Schaeffler is a company in charge of providing mechanical components to manufacturers of electric cars, in general, one of its specialties is the electric motors themselves. In the last few hours it has become known that this company has formalized a rare earth supply agreement with Europe to feed the manufacture of its factory of mechanical elements for the automotive industry.
From the European Union they are immersed in promoting a manufacturing plan for products and different components within their own territory, mainly with a view to starting their independence from other markets such as China. Especially, said EU plan opts for elements of electric cars, as well as other machinery. This agreement with Schaeffler will be the first signed with a European car supplier to obtain raw materials within the region itself.
The German company Schaeffler has reached an agreement for a period of five years with REEtec so that it will be in charge of separating valuable elements from all the material collected, which Schaeffler will later transform into its own components for vehicles electrical. One such crucial element will be the extraction of raw materials for the manufacture of magnets. This agreement will start operating in 2024 and from neither of the two companies have they given details about the economic value that this association has entailed.

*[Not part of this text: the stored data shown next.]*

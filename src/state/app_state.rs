use chrono::{DateTime, Utc};
use homecourt_api::{DisplayGame, FeedSnapshot, TeamIdentity, teams};
use std::sync::Arc;

// ---------------------------------------------------------------------------
// Team picker
// ---------------------------------------------------------------------------

#[derive(Debug, Default)]
pub struct PickerState {
    /// Index into `teams::all_teams()` under the cursor.
    pub highlighted: usize,
}

impl PickerState {
    pub fn teams(&self) -> &'static [TeamIdentity] {
        teams::all_teams()
    }

    pub fn highlighted_team(&self) -> &'static TeamIdentity {
        let teams = self.teams();
        &teams[self.highlighted.min(teams.len() - 1)]
    }

    pub fn move_down(&mut self) {
        self.highlighted = (self.highlighted + 1) % self.teams().len();
    }

    pub fn move_up(&mut self) {
        let len = self.teams().len();
        self.highlighted = (self.highlighted + len - 1) % len;
    }

    /// Put the cursor on `full_name` if the table knows it.
    pub fn highlight(&mut self, full_name: &str) {
        if let Some(idx) = self.teams().iter().position(|t| t.full_name == full_name) {
            self.highlighted = idx;
        }
    }
}

// ---------------------------------------------------------------------------
// Schedule for the followed team
// ---------------------------------------------------------------------------

#[derive(Debug, Default)]
pub struct ScheduleState {
    pub team: Option<String>,
    pub games: Arc<Vec<DisplayGame>>,
    pub last_refreshed: Option<DateTime<Utc>>,
    pub revision: u64,
    pub scroll_offset: u16,
}

impl ScheduleState {
    /// Take a published snapshot. Older revisions are ignored.
    pub fn apply(&mut self, snapshot: FeedSnapshot) {
        if snapshot.revision < self.revision {
            return;
        }
        if snapshot.team != self.team {
            self.scroll_offset = 0;
        }
        self.team = snapshot.team;
        self.games = snapshot.games;
        self.last_refreshed = snapshot.last_refreshed;
        self.revision = snapshot.revision;
    }

    /// True once the current team has had at least one successful fetch.
    pub fn has_loaded(&self) -> bool {
        self.last_refreshed.is_some()
    }

    pub fn scroll_down(&mut self) {
        let max = self.games.len().saturating_sub(1) as u16;
        self.scroll_offset = self.scroll_offset.saturating_add(1).min(max);
    }

    pub fn scroll_up(&mut self) {
        self.scroll_offset = self.scroll_offset.saturating_sub(1);
    }
}

// ---------------------------------------------------------------------------
// Root app state
// ---------------------------------------------------------------------------

#[derive(Debug, Default)]
pub struct AppState {
    /// Team the feed is following; `None` when nothing is selected.
    pub selected_team: Option<String>,
    pub picker: PickerState,
    pub schedule: ScheduleState,
    pub show_logs: bool,
    pub should_quit: bool,
    pub last_error: Option<String>,
}

impl AppState {
    pub fn new() -> Self {
        Self::default()
    }
}

#[cfg(test)]
mod tests {
    use super::*;

    fn snapshot(team: &str, revision: u64, games: usize) -> FeedSnapshot {
        let game = DisplayGame {
            opponent_name: "Boston Celtics".into(),
            home_team_name: "Boston Celtics".into(),
            away_team_name: "Miami Heat".into(),
            home_team_code: "BOS".into(),
            away_team_code: "MIA".into(),
            side: homecourt_api::TeamSide::Away,
            start_time: DateTime::<Utc>::UNIX_EPOCH,
            venue_name: "TD Garden".into(),
            lowest_ticket_price: "45".into(),
            win_odds: None,
            home_moneyline: None,
            injured_players: None,
        };
        FeedSnapshot {
            team: Some(team.into()),
            games: Arc::new(vec![game; games]),
            revision,
            last_refreshed: Some(DateTime::<Utc>::UNIX_EPOCH),
        }
    }

    #[test]
    fn picker_wraps_in_both_directions() {
        let mut picker = PickerState::default();
        picker.move_up();
        assert_eq!(picker.highlighted_team().full_name, "Washington Wizards");
        picker.move_down();
        assert_eq!(picker.highlighted_team().full_name, "Atlanta Hawks");
    }

    #[test]
    fn picker_highlights_known_teams_only() {
        let mut picker = PickerState::default();
        picker.highlight("Miami Heat");
        assert_eq!(picker.highlighted_team().code, "MIA");
        picker.highlight("Seattle SuperSonics");
        assert_eq!(picker.highlighted_team().code, "MIA");
    }

    #[test]
    fn schedule_ignores_older_revisions() {
        let mut schedule = ScheduleState::default();
        schedule.apply(snapshot("Miami Heat", 4, 3));
        schedule.apply(snapshot("Miami Heat", 2, 1));
        assert_eq!(schedule.games.len(), 3);
        assert_eq!(schedule.revision, 4);
    }

    #[test]
    fn schedule_resets_scroll_on_team_change() {
        let mut schedule = ScheduleState::default();
        schedule.apply(snapshot("Miami Heat", 1, 5));
        schedule.scroll_down();
        schedule.scroll_down();
        assert_eq!(schedule.scroll_offset, 2);

        schedule.apply(snapshot("Miami Heat", 2, 5));
        assert_eq!(schedule.scroll_offset, 2);

        schedule.apply(snapshot("Boston Celtics", 3, 5));
        assert_eq!(schedule.scroll_offset, 0);
    }

    #[test]
    fn scrolling_stays_within_the_game_list() {
        let mut schedule = ScheduleState::default();
        schedule.apply(snapshot("Miami Heat", 1, 2));
        for _ in 0..5 {
            schedule.scroll_down();
        }
        assert_eq!(schedule.scroll_offset, 1);
        schedule.scroll_up();
        schedule.scroll_up();
        assert_eq!(schedule.scroll_offset, 0);
    }
}
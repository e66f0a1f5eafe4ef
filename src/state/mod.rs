pub mod app_settings;
pub mod app_state;
pub mod messages;
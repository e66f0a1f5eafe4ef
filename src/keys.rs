use crate::app::App;
use crate::state::messages::FeedRequest;
use crossterm::event::KeyCode::Char;
use crossterm::event::{KeyCode, KeyEvent, KeyModifiers};
use std::sync::Arc;
use tokio::sync::{Mutex, mpsc};

pub async fn handle_key_bindings(
    key_event: KeyEvent,
    app: &Arc<Mutex<App>>,
    feed_requests: &mpsc::Sender<FeedRequest>,
) {
    let mut guard = app.lock().await;

    let request = match (key_event.code, key_event.modifiers) {
        // Quit
        (Char('q'), _) | (Char('c'), KeyModifiers::CONTROL) => {
            guard.quit();
            None
        }

        // Team picker
        (Char('j') | KeyCode::Down, _) => {
            guard.picker_down();
            None
        }
        (Char('k') | KeyCode::Up, _) => {
            guard.picker_up();
            None
        }
        (KeyCode::Enter, _) => guard.select_highlighted(),
        (KeyCode::Backspace | KeyCode::Esc, _) => guard.deselect_team(),

        // Schedule
        (Char('J') | KeyCode::PageDown, _) => {
            guard.schedule_down();
            None
        }
        (Char('K') | KeyCode::PageUp, _) => {
            guard.schedule_up();
            None
        }
        (Char('r'), _) => guard.refresh(),

        // Global
        (Char('f'), _) => {
            guard.toggle_full_screen();
            None
        }
        (Char('l'), _) => {
            guard.toggle_show_logs();
            None
        }

        _ => None,
    };

    drop(guard);
    if let Some(request) = request {
        let _ = feed_requests.send(request).await;
    }
}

A representative of the German company assured Reuters during a recent interview that currently its capacity to produce electric motors is in a remarkable increase. Precisely for this reason they needed to find competent partners to supply raw materials, for which they have wanted to do without China and have focused on obtaining it through the local European market itself.
Currently, China has almost the total monopoly of supply of rare earths worldwide, since 98% of the transactions that are carried out on the different industries come from the Asian country. Europe, the United Kingdom and the United States are currently reinforcing their entire production operations in order to get a good piece of the cake, especially for companies based in their own territories.
Schaeffler, by revenue, is currently positioned as the fifth largest supplier of car components in Germany. This company supplies different elements to well-known firms such as Volkswagen, Honda or General Motors, which allocate most of their acquisitions to their own electric models that they already market.
During the aforementioned interview with Reuters, the company’s representative was asked if they were willing to cover a higher cost of acquisition of these raw materials extracted in a sustainable and transparent manner, to which the delegate replied that they know that this will be a significant challenge. However, their focus on the commitment to sustainability has led them to take this step, although again they did not give details about the economic cost that this will entail.
According to analysts from the automotive industry, this higher cost in the transaction of components for electric cars can be borne because the European manufacturers themselves have a greater margin of action as long as these more expensive elements come directly from the local market. An extra cost that can be directly transferred to the final buyer by justifying greater manufacturing sustainability and the value that being a vehicle manufactured entirely in Europe represents.